If you are a budgeting virgin, start with a blank sheet of paper. Spreadsheets, Mint.com, Quicken, MyTMMO.com, and the other programs are all great tools, but let’s walk before we run. Grab a notepad or a sheet of paper and let’s begin.
1) Name the Budget
At the top of the page, put the month and the year. In my opinion, budgets are best done monthly, as most bills are on a monthly cycle. Yearly budgets also have value, but we’ll stick to monthly budgets for this discussion.
2) How much do you have to budget?
Below the month, put your monthly take-home pay – how much you bring home each month after taxes.
(Example uses $3,000/month, for annual salary of $40,000-$45,000). If you’re salaried, easy-peasy. If you are paid hourly, look back and take the average of your last 3-4 months of income. Unless you have a big change coming up this month, that’s a reasonable amount to expect.
3) Regular monthly expenses
Now the fun really begins. Brainstorm all of your recurring monthly expenses and list them out. Food, rent/mortgage, lights, water, cell phone, fuel, insurances, cable, clothing, debt payments, dog food, giving, HOA dues – there’s a start. Next to those names, put how much they will cost you in February – not the perfect-generic month that never seems to happen. Look at your bills due in February and write down the amounts.

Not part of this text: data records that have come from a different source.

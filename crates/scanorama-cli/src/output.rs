//! Human-readable rendering of core types for terminal output.

use colored::Colorize;
use scanorama_core::{JobStatus, ScanJob, ScanTarget};

pub fn print_targets(targets: &[ScanTarget]) {
    if targets.is_empty() {
        println!("{}", "no scan targets".bright_black());
        return;
    }
    for target in targets {
        let enabled = if target.enabled {
            "enabled".green()
        } else {
            "disabled".bright_black()
        };
        println!(
            "{}  {:<20} {:<20} ports={:<20} type={:<13} interval={}s [{}]",
            target.id.to_string().bright_black(),
            target.name.bright_white().bold(),
            target.network.to_string(),
            target.ports.to_string(),
            target.scan_type.to_string().bright_cyan(),
            target.scan_interval_seconds,
            enabled
        );
    }
}

pub fn print_job(job: &ScanJob) {
    let status = match job.status {
        JobStatus::Completed => job.status.to_string().green(),
        JobStatus::Failed => job.status.to_string().red(),
        JobStatus::Running => job.status.to_string().yellow(),
        JobStatus::Pending => job.status.to_string().bright_black(),
    };
    println!("job {} [{}]", job.job_id.to_string().bright_white(), status);
    if let Some(stats) = job.stats {
        println!(
            "  hosts_up={} hosts_down={} total_hosts={} duration_seconds={}",
            stats.hosts_up, stats.hosts_down, stats.total_hosts, stats.duration_seconds
        );
    }
    if let Some(err) = &job.error_message {
        println!("  {} {}", "error:".red(), err);
    }
}
//! Scan Engine Adapter: translates a validated [`ScanConfig`] into an
//! invocation of a concrete scan implementation and maps its output back
//! into a [`scanorama_core::ScanResult`].
//!
//! Raw packet-level scanning (SYN crafting, pcap capture, a service
//! fingerprint database) is out of scope here. This crate gives the
//! adapter contract a working, idiomatic default rather than leaving it
//! unimplemented: [`TcpConnectEngine`] probes with plain OS-level TCP
//! connects.

mod config;
mod tcp;

pub use config::{ProbeMethod, ProbeOptions, ScanConfig, TimingTemplate};
pub use tcp::{ScanEngine, TcpConnectEngine};
//! Configuration types for the chat application.
//!
//! Everything here is fixed once the session starts: the persona, the
//! model, the sampling parameters and the safety policy.

use std::fmt;

use crate::types::{GenerationConfig, KnownModel, Model, SafetyPolicy};

/// Persona used when the user does not supply one.
pub const DEFAULT_PERSONA: &str = "A helpful and friendly AI assistant.";

/// The system instruction that conditions every reply.
///
/// Always non-empty and trimmed.
#[derive(Debug, Clone, PartialEq, Eq)]
pub struct Persona(String);

impl Persona {
    /// Creates a persona from user text, or `None` if the text is blank.
    pub fn new(text: &str) -> Option<Self> {
        let text = text.trim();
        if text.is_empty() {
            None
        } else {
            Some(Self(text.to_string()))
        }
    }

    /// Returns the persona text.
    pub fn as_str(&self) -> &str {
        &self.0
    }
}

impl Default for Persona {
    fn default() -> Self {
        Self(DEFAULT_PERSONA.to_string())
    }
}

impl fmt::Display for Persona {
    fn fmt(&self, f: &mut fmt::Formatter<'_>) -> fmt::Result {
        f.write_str(&self.0)
    }
}

/// The outcome of resolving the user's persona answer.
#[derive(Debug, Clone, PartialEq, Eq)]
pub struct PersonaChoice {
    /// The persona the session will use.
    pub persona: Persona,
    /// True when the answer was blank and [`DEFAULT_PERSONA`] was substituted.
    pub defaulted: bool,
}

/// Picks the persona for an answer to the startup prompt.
pub fn resolve_persona(answer: &str) -> PersonaChoice {
    match Persona::new(answer) {
        Some(persona) => PersonaChoice {
            persona,
            defaulted: false,
        },
        None => PersonaChoice {
            persona: Persona::default(),
            defaulted: true,
        },
    }
}

/// Configuration for a chat session.
#[derive(Debug, Clone, PartialEq)]
pub struct ChatConfig {
    /// The model to use for generating responses.
    pub model: Model,

    /// The system instruction sent with every turn.
    pub persona: Persona,

    /// Sampling parameters.
    pub generation_config: GenerationConfig,

    /// Content-safety thresholds.
    pub safety_policy: SafetyPolicy,
}

impl ChatConfig {
    /// Creates a new ChatConfig for `persona` with default values.
    ///
    /// Defaults:
    /// - Model: gemini-1.5-pro-latest
    /// - Sampling: temperature 0.8, top-p 1.0, top-k 32, 4096 output tokens
    /// - Safety: medium-and-above blocking on the four core harm categories
    pub fn new(persona: Persona) -> Self {
        Self {
            model: Model::Known(KnownModel::Gemini15ProLatest),
            persona,
            generation_config: GenerationConfig::chat_defaults(),
            safety_policy: SafetyPolicy::chat_defaults(),
        }
    }

    /// Sets the model to use.
    pub fn with_model(mut self, model: Model) -> Self {
        self.model = model;
        self
    }

    /// Sets the sampling parameters.
    pub fn with_generation_config(mut self, config: GenerationConfig) -> Self {
        self.generation_config = config;
        self
    }

    /// Sets the safety policy.
    pub fn with_safety_policy(mut self, policy: SafetyPolicy) -> Self {
        self.safety_policy = policy;
        self
    }
}

impl Default for ChatConfig {
    fn default() -> Self {
        Self::new(Persona::default())
    }
}

#[cfg(test)]
mod tests {
    use super::*;

    #[test]
    fn default_config() {
        let config = ChatConfig::default();
        assert_eq!(config.model, Model::Known(KnownModel::Gemini15ProLatest));
        assert_eq!(config.persona.as_str(), DEFAULT_PERSONA);
        assert_eq!(config.generation_config.temperature, Some(0.8));
        assert_eq!(config.generation_config.top_p, Some(1.0));
        assert_eq!(config.generation_config.top_k, Some(32));
        assert_eq!(config.generation_config.max_output_tokens, Some(4096));
        assert_eq!(config.safety_policy.settings().len(), 4);
    }

    #[test]
    fn config_builder_pattern() {
        let config = ChatConfig::new(Persona::new("a grumpy pirate").unwrap())
            .with_model(Model::Known(KnownModel::Gemini25Flash))
            .with_generation_config(GenerationConfig::new().with_temperature(0.2))
            .with_safety_policy(SafetyPolicy::new());

        assert_eq!(config.persona.as_str(), "a grumpy pirate");
        assert_eq!(config.model, Model::Known(KnownModel::Gemini25Flash));
        assert_eq!(config.generation_config.top_k, None);
        assert!(config.safety_policy.is_empty());
    }

    #[test]
    fn persona_is_trimmed() {
        let choice = resolve_persona("  a helpful fitness coach \n");
        assert_eq!(choice.persona.as_str(), "a helpful fitness coach");
        assert!(!choice.defaulted);
    }

    #[test]
    fn blank_persona_uses_default() {
        for answer in ["", "   ", "\t\n"] {
            let choice = resolve_persona(answer);
            assert_eq!(choice.persona.as_str(), DEFAULT_PERSONA);
            assert!(choice.defaulted);
        }
    }
}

Don’t forget to add in blow money, spending money, grease money, walking around money, whatever you want to call it. Just build in some extra cash to cover the small expenditures (<$20) that do just come up from time to time.
4) Annual, semi-annual, or quarterly expenses
After that, also think about annual or semi-annual larger expenses that you need to put away a little bit each month for – car maintenance, property taxes, some insurance, medical examinations, vet checkups, tuition, etc. Think about (or find out) when they’re due, and divide how much you need to spend on them by the amount of time you have left.
Example: I know that my life insurance costs $330, billed annually in August. I haven’t saved for it at all, yet. With six months to pay for it (February-July), I need to save $55 each month ($330/6 months = $55/month).
Really think through all your expenses. Are there birthdays coming up? Vacations? What has been an “unexpected expense” before that really shouldn’t be “unexpected?”
5) Look at the whole picture
Subtract all the expenses from your monthly income. Money left over? Give every dollar a name (and purpose). Otherwise life will take it and you won’t know where it went. You want your budget to be zero-based.
In the red? (too many expenses, not enough income) Start shaving here and there. Where can you cut back this month to stop the bleeding?
If you’re married, do this whole thing with your spouse. Single? Ask a trusted friend (that’s good with money) to look over it with you and share their thoughts. Consider asking them to keep you accountable. If you have a spouse, they likely will keep you accountable.
Once it’s settled, that’s it. Plan your work, and work your plan, as the saying goes. Go execute the plan, and DO NOT DEVIATE. This is an agreement between you and your spouse, or with you and yourself. Don’t let them down, don’t let yourself down. You spend only what’s on the paper, unless you discuss it with your spouse or accountability partner. Don’t change the plan on them mid-stream when you’ve agreed on something different. Talk it through and come to a resolution together.
If it hurts, and is messy, and doesn’t work as well as you had hoped, it’s okay. Month 1 is never pretty. It takes about 90 days to really get into the swing of things, so be ready to stick with it.
Just keep after it, and don’t give up. Don’t give up. Don’t give up. It’s worth it.
Question: What’s the hardest part of budgeting for you? What would you like to do better with you budget? If you’ve done a budget for a while, how has it helped you?